O Congresso em 1959: local de resistência democrática, mas, infelizmente, também de corrupção.

Brasília também funcionou como força motriz da corrida para o Oeste. Sem a construção da nova capital, o Brasil teria permanecido com sua população concentrada ao longo do litoral. Imaginem-se os problemas urbanos que existiriam com o inchaço ainda maior das grandes cidades, como Rio de Janeiro e São Paulo. A partir de Brasília, foi possível expandir as fronteiras agrícolas para Rondônia, Acre e Pará. A marcha para o Oeste atraiu empreendedores e produtores do Rio Grande do Sul e do Paraná e de Estados do Nordeste. “Sem Brasília não se teria essa soja toda, não se teria o Centro- Oeste desenvolvido. Foi muita coisa boa para o País que aconteceu a partir da transferência da capital para o coração do Planalto Central”, diz a filha de Lucio Costa. Na história do País houve outras marchas, como a Coluna Prestes e as missões do marechal Cândido Rondon, mas pouco resultaram em termos de fixação do homem nessa região. Para haver a fixação do homem é necessária a construção de estradas e cidades. Brasília tornou-se o ponto central de apoio e favoreceu o desenvolvimento de municípios como Anápolis e Goiânia, além de outros da região noroeste. A capital do Brasil chama a atenção do mundo inteiro por seus projetos urbano e arquitetônico, que lhe conferem características sem paralelo em qualquer outra cidade. Ganhou da Unesco o título de Patrimônio Histórico da Humanidade. Alguns prédios de Oscar Niemeyer são belíssimos, como a Catedral, o Congresso e o Itamaraty. O Plano Piloto é marcadamente funcional, com setorialização das atividades sociais. Há muito verde com áreas assinadas pelo paisagista Burle Marx e o lago Paranoá ajuda a amenizar os efeitos da seca. “O projeto de Brasília é tão forte e tão bom que resiste até hoje às interferências que tentaram fazer nele, e vai resistir muito antes de acabar”, diz o arquiteto Carlos Magalhães, que representa o escritório Niemeyer na capital. Para a maioria dos brasilienses, Brasília deu certo. Uma pesquisa do Instituto Soma Opinião e Mercado mostra que 75% da população local está totalmente satisfeita com a cidade e, parcialmente, 21%. Para somente 3% dos entrevistados Brasília não deu certo e 1% não sabe.

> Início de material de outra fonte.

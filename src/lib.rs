// src/lib.rs

//! `scriptdeck` keeps a registry of named scripts in a plain-text file and runs them
//! with the global interpreter or inside their virtual environment.
//!
//! - [`core`]: the registry file format, the registry itself, the execution counter,
//!   settings and first-run provisioning.
//! - [`system`]: process spawning, the execution resolver and logging.
//! - [`cli`]: the command-line front end.

include!(concat!(env!("OUT_DIR"), "/translations.rs"));

pub mod cli;
pub mod constants;
pub mod core;
pub mod models;
pub mod state;
pub mod system;
// build.rs

//! Compiles `locales/<lang>.toml` into the `t!` macro.
//!
//! English is always loaded. A `lang_<code>` feature (or `SCRIPTDECK_LANG` when no
//! feature is set) layers another locale over it, so a key the locale lacks falls
//! back to English.

use std::collections::BTreeMap;
use std::env;
use std::fs;
use std::path::PathBuf;

type Strings = BTreeMap<String, String>;

const FALLBACK: &str = "en";

fn main() -> Result<(), String> {
    println!("cargo:rerun-if-changed=build.rs");
    println!("cargo:rerun-if-changed=locales");
    println!("cargo:rerun-if-env-changed=SCRIPTDECK_LANG");

    let lang = requested_language();
    let mut strings = read_locale(FALLBACK)?;
    if lang != FALLBACK {
        match read_locale(&lang) {
            Ok(overrides) => strings.extend(overrides),
            Err(e) => println!("cargo:warning={}; using English", e),
        }
    }

    let out_dir = env::var_os("OUT_DIR").ok_or("OUT_DIR is not set")?;
    let target = PathBuf::from(out_dir).join("translations.rs");
    fs::write(&target, render(&strings))
        .map_err(|e| format!("cannot write {}: {}", target.display(), e))
}

/// A non-English language feature wins, then `lang_en`, then the environment.
fn requested_language() -> String {
    let mut features: Vec<String> = env::vars()
        .filter_map(|(key, _)| key.strip_prefix("CARGO_FEATURE_LANG_").map(str::to_lowercase))
        .collect();
    features.sort();

    if let Some(lang) = features.iter().find(|l| l.as_str() != FALLBACK) {
        if features.len() > 1 {
            println!("cargo:warning=several language features enabled, using '{}'", lang);
        }
        return lang.clone();
    }
    if !features.is_empty() {
        return FALLBACK.to_string();
    }
    env::var("SCRIPTDECK_LANG")
        .ok()
        .filter(|l| !l.trim().is_empty())
        .unwrap_or_else(|| FALLBACK.to_string())
}

fn read_locale(lang: &str) -> Result<Strings, String> {
    let path = format!("locales/{}.toml", lang);
    let text = fs::read_to_string(&path).map_err(|e| format!("cannot read {}: {}", path, e))?;
    toml::from_str(&text).map_err(|e| format!("cannot parse {}: {}", path, e))
}

/// One macro arm per key; `{:?}` turns keys and values into valid string literals.
fn render(strings: &Strings) -> String {
    let mut code = String::from(
        "/// Looks up a user-facing string at compile time. Unknown keys do not compile.\n\
         #[macro_export]\nmacro_rules! t {\n",
    );
    for (key, value) in strings {
        code.push_str(&format!("    ({:?}) => {{ {:?} }};\n", key, value));
    }
    code.push_str(
        "    ($key:expr) => { compile_error!(concat!(\"Missing translation key: \", $key)) };\n}\n",
    );
    code
}
// src/constants.rs

//! Fixed names and tags.

/// The name of the per-user data directory (created under the home directory).
pub const DATA_DIR_NAME: &str = ".scriptdeck";

/// Environment variable that overrides the data directory location.
pub const DATA_DIR_ENV: &str = "SCRIPTDECK_DATA_DIR";

/// The registry file holding one script entry per line (inside the data dir).
pub const REGISTRY_FILENAME: &str = ".config.txt";

/// The small data file holding the execution counter (inside the data dir).
pub const COUNTER_FILENAME: &str = ".data.txt";

/// The settings file (inside the data dir).
pub const SETTINGS_FILENAME: &str = "settings.toml";

/// The log file (inside the data dir).
pub const LOG_FILENAME: &str = "app.log";

/// The directory holding the starter script (inside the data dir).
pub const EXAMPLE_DIR_NAME: &str = "example";

/// The tag that prefixes the counter value in the data file.
pub const EXECUTIONS_TAG: &str = "(executions)";

/// Name given to entries added without an explicit name.
pub const DEFAULT_ENTRY_NAME: &str = "New Script";

/// Interpreter values that mean "use the global interpreter" (compared case-insensitively).
pub const INTERPRETER_SENTINELS: &[&str] = &["none", ".", " "];

/// File name of the starter script inside the example directory.
pub const EXAMPLE_SCRIPT_NAME: &str = "main.py";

Brasília é um retrato do Brasil. As suas mazelas são as mesmas
da maioria das cidades do País

Projetada para no máximo 500 mil habitantes, a cidade tem em seu entorno mais de dois milhões. Grande parte desse contingente trabalha no Plano Piloto. Com as grandes distâncias e o transporte coletivo precário, o uso do automóvel torna-se compulsório. A frota particular supera 1,2 milhão de veículos, quase um carro para cada adulto. O resultado são longos congestionamentos na hora do rush. Acidentes e atropelamentos tornam-se cada vez mais freqüentes. Devido ao contraste de renda entre a periferia pobre e o Plano Piloto, a violência cresce. Os roubos diversos e furtos a residências somam mais de 60% dos índices de criminalidade, que dobraram nos últimos anos. Tornam-se comuns também os assaltos no comércio e os sequestros relâmpagos. Além dos programas de luxo, agenciados por cafetinas conhecidas, a prostituição é visível no setor comercial e nas entrequadras. Nas palavras do senador Cristovam Buarque, “apesar de seu projeto revolucionário, Brasília é um retrato do Brasil e sofre as mazelas das grandes cidades”. Com seus contrastes e maravilhas arquitetônicas, ela continua, porém, a deixar os visitantes perplexos. Ao caminhar pela Esplanada dos Ministérios, na semana passada, a ex-candidata presidencial da França e dirigente do Partido Socialista, Ségolène Royal, exclamou: “C’est folle!” Ou seja, passaram-se 50 anos, mas Brasília continua uma loucura.